Current Thoughts
Fitness marketing is a two edged sword. On one side, the marketing must be attractive enough to entice people to take action. Often, this requires what I call “breaking down the wall”. People are very good at building walls to prevent them from taking a step in the right direction. If their wall is built around time, then marketing will try to help break down that wall to make a step forward easier. For example if their wall is built on limited time, marketing might target three short 30 minute workouts a week. If they build up a wall around not being able to eat certain foods, marketing will focus on portion control where they can eat the foods they enjoy.

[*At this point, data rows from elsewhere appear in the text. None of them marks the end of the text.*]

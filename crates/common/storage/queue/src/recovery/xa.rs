// Copyright 2025 Crrow
//
// Licensed under the Apache License, Version 2.0 (the "License");
// you may not use this file except in compliance with the License.
// You may obtain a copy of the License at
//
//      http://www.apache.org/licenses/LICENSE-2.0
//
// Unless required by applicable law or agreed to in writing, software
// distributed under the License is distributed on an "AS IS" BASIS,
// WITHOUT WARRANTIES OR CONDITIONS OF ANY KIND, either express or implied.
// See the License for the specific language governing permissions and
// limitations under the License.

use std::sync::Arc;

use tracing::info;

use super::{QueueProvider, RecoverySummary, undo_transaction};
use crate::{
    QueueItem, Result,
    codec::SharedCodec,
    journal::{JournalOp, OpenTransaction, TxJournal, XaTxJournal},
    transaction::{PendingOp, PersistentTransactionContext, XaTransactionContext},
    xa::Xid,
};

/// Outcome of an XA recovery pass.
pub struct XaRecovery<T: QueueItem> {
    pub summary:  RecoverySummary,
    /// Prepared branches awaiting the coordinator's decision.
    pub in_doubt: Vec<XaTransactionContext<T>>,
}

/// Undoes unprepared XA branches and rebuilds contexts for prepared ones.
pub struct XaTransactionRecoverer<T> {
    journal: Arc<XaTxJournal>,
    codec:   SharedCodec<T>,
}

impl<T: QueueItem> XaTransactionRecoverer<T> {
    pub fn new(journal: Arc<XaTxJournal>, codec: SharedCodec<T>) -> Self { Self { journal, codec } }

    pub fn recover(&self, provider: &dyn QueueProvider<T>) -> Result<XaRecovery<T>> {
        let open = self.journal.open_transactions();
        let mut summary = RecoverySummary {
            transactions: open.len(),
            ..RecoverySummary::default()
        };
        let mut in_doubt = Vec::new();
        for transaction in &open {
            if transaction.is_prepared() {
                in_doubt.push(self.rebuild(provider, transaction)?);
            } else {
                undo_transaction(provider, &self.codec, transaction, &mut summary)?;
            }
        }
        summary.in_doubt = in_doubt.len();
        self.journal.retain(&OpenTransaction::is_prepared)?;

        info!(
            transactions = summary.transactions,
            restored = summary.restored,
            removed = summary.removed,
            in_doubt = summary.in_doubt,
            "Recovered XA transactions"
        );
        Ok(XaRecovery { summary, in_doubt })
    }

    fn rebuild(
        &self,
        provider: &dyn QueueProvider<T>,
        transaction: &OpenTransaction<Xid>,
    ) -> Result<XaTransactionContext<T>> {
        let mut pending = Vec::with_capacity(transaction.entries.len());
        for entry in &transaction.entries {
            match &entry.op {
                JournalOp::Add { queue, id, item } => pending.push(PendingOp::Added {
                    queue: provider.get_queue(queue)?,
                    id:    *id,
                    item:  self.codec.decode(item)?,
                }),
                JournalOp::Remove { queue, item, .. } => pending.push(PendingOp::Removed {
                    queue: provider.get_queue(queue)?,
                    item:  self.codec.decode(item)?,
                }),
                JournalOp::Prepare | JournalOp::Commit | JournalOp::Rollback => {}
            }
        }
        let journal: Arc<dyn TxJournal<Xid>> = self.journal.clone();
        let context =
            PersistentTransactionContext::recovered(transaction.tx.clone(), journal, self.codec.clone(), pending)?;
        Ok(XaTransactionContext::recovered(context))
    }
}

#[cfg(test)]
mod tests {
    use tempfile::TempDir;

    use super::*;
    use crate::{
        codec::BincodeCodec,
        testing::StaticQueueProvider,
        transaction::{QueueTransactionContext, TxStatus},
    };

    fn xid(n: u8) -> Xid { Xid::new(7, vec![n], vec![1]) }

    #[test]
    fn test_prepared_branches_stay_in_doubt() {
        let temp_dir = TempDir::new().unwrap();
        let journal = Arc::new(XaTxJournal::open(temp_dir.path().join("tx.log"), u64::MAX).unwrap());
        let codec: SharedCodec<String> = Arc::new(BincodeCodec);
        let provider = StaticQueueProvider::transient(["q"]);
        let queue = provider.get_queue("q").unwrap();

        // Both branches applied their offers before the crash.
        queue.put("prepared".into()).unwrap();
        queue.put("unprepared".into()).unwrap();
        journal.log_add(&xid(1), "q", 0, codec.encode(&"prepared".to_owned()).unwrap()).unwrap();
        journal.log_prepare(&xid(1)).unwrap();
        journal.log_add(&xid(2), "q", 1, codec.encode(&"unprepared".to_owned()).unwrap()).unwrap();

        let recoverer = XaTransactionRecoverer::new(journal.clone(), codec);
        let XaRecovery { summary, mut in_doubt } = recoverer.recover(&provider).unwrap();

        assert_eq!(summary.in_doubt, 1);
        assert_eq!(summary.removed, 1);
        assert_eq!(queue.size(), 1);
        assert_eq!(journal.prepared_transactions(), vec![xid(1)]);
        assert_eq!(journal.open_transactions().len(), 1);

        let mut context = in_doubt.remove(0);
        assert_eq!(context.tx(), &xid(1));
        assert!(queue.tx_lock().holder().is_some());
        context.do_rollback().unwrap();
        assert_eq!(queue.tx_lock().holder(), None);
        assert_eq!(context.status(), TxStatus::RolledBack);
        assert!(queue.is_empty());
        assert!(journal.open_transactions().is_empty());
    }
}
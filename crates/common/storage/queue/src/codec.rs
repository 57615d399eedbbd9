// Copyright 2025 Crrow
//
// Licensed under the Apache License, Version 2.0 (the "License");
// you may not use this file except in compliance with the License.
// You may obtain a copy of the License at
//
//      http://www.apache.org/licenses/LICENSE-2.0
//
// Unless required by applicable law or agreed to in writing, software
// distributed under the License is distributed on an "AS IS" BASIS,
// WITHOUT WARRANTIES OR CONDITIONS OF ANY KIND, either express or implied.
// See the License for the specific language governing permissions and
// limitations under the License.

//! Item serialization.
//!
//! Persistent stores and journals only ever see encoded bytes. The host
//! supplies a [`Codec`]; [`BincodeCodec`] covers any serde type.

use std::{fmt, sync::Arc};

use bytes::Bytes;
use serde::{Serialize, de::DeserializeOwned};

use crate::{Result, error::CodecSnafu};

/// Bounds required of anything stored in a queue.
pub trait QueueItem: Clone + PartialEq + Send + Sync + fmt::Debug + 'static {}

impl<T> QueueItem for T where T: Clone + PartialEq + Send + Sync + fmt::Debug + 'static {}

/// Converts queue items to and from bytes.
///
/// Encoding must be deterministic: recovery matches items by comparing
/// decoded values and cancels a transaction's own add/remove pairs by
/// comparing encoded bytes.
pub trait Codec<T>: Send + Sync {
    fn encode(&self, item: &T) -> Result<Bytes>;

    fn decode(&self, bytes: &[u8]) -> Result<T>;
}

pub type SharedCodec<T> = Arc<dyn Codec<T>>;

/// Serde codec using bincode's standard configuration.
#[derive(Debug, Clone, Copy, Default)]
pub struct BincodeCodec;

impl<T> Codec<T> for BincodeCodec
where
    T: Serialize + DeserializeOwned,
{
    fn encode(&self, item: &T) -> Result<Bytes> {
        bincode::serde::encode_to_vec(item, bincode::config::standard())
            .map(Bytes::from)
            .map_err(|e| {
                CodecSnafu {
                    message: e.to_string(),
                }
                .build()
            })
    }

    fn decode(&self, bytes: &[u8]) -> Result<T> {
        let (item, _) = bincode::serde::decode_from_slice(bytes, bincode::config::standard())
            .map_err(|e| {
                CodecSnafu {
                    message: e.to_string(),
                }
                .build()
            })?;
        Ok(item)
    }
}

The other edge of the sword is that often the actions that are marketed won’t get the results that someone is looking for. Often fitness marketing focuses on “magic wand” solutions; wave this thing and POOF it undoes the last 20 years of unhealthy habits. That’s not how it works. And despite the fact that most people know this, they’re still intrigued by the next “magic wand”. Unfortunately, after people have spent enough time and money on magic wands that didn’t work, they give up. They become hopeless or worse, cynical.
There’s probably been no more precise portrayal of what it takes to be fit than “Fitness in 100 Words” by Greg Glassman:
“Eat meat & vegetables, nuts & seeds, some fruit, little starch, and no sugar. Keep intake to levels that will support exercise, but not body fat. Practice & train major lifts: Deadlifts, cleans, squats, presses, C&Js, and snatch. Similarly master the basics of gymnastics: Pullups, dips, rope climbs, pushups, situps, presses to handstand, pirouettes, flips, splits, and holds. Bike, run, row, swim, etc. hard and fast. Five or six days per week mix these elements in as many combinations and patterns as creativity will allow. Routine is the enemy. Keep workouts short and intense. Regularly learn and play new sports.”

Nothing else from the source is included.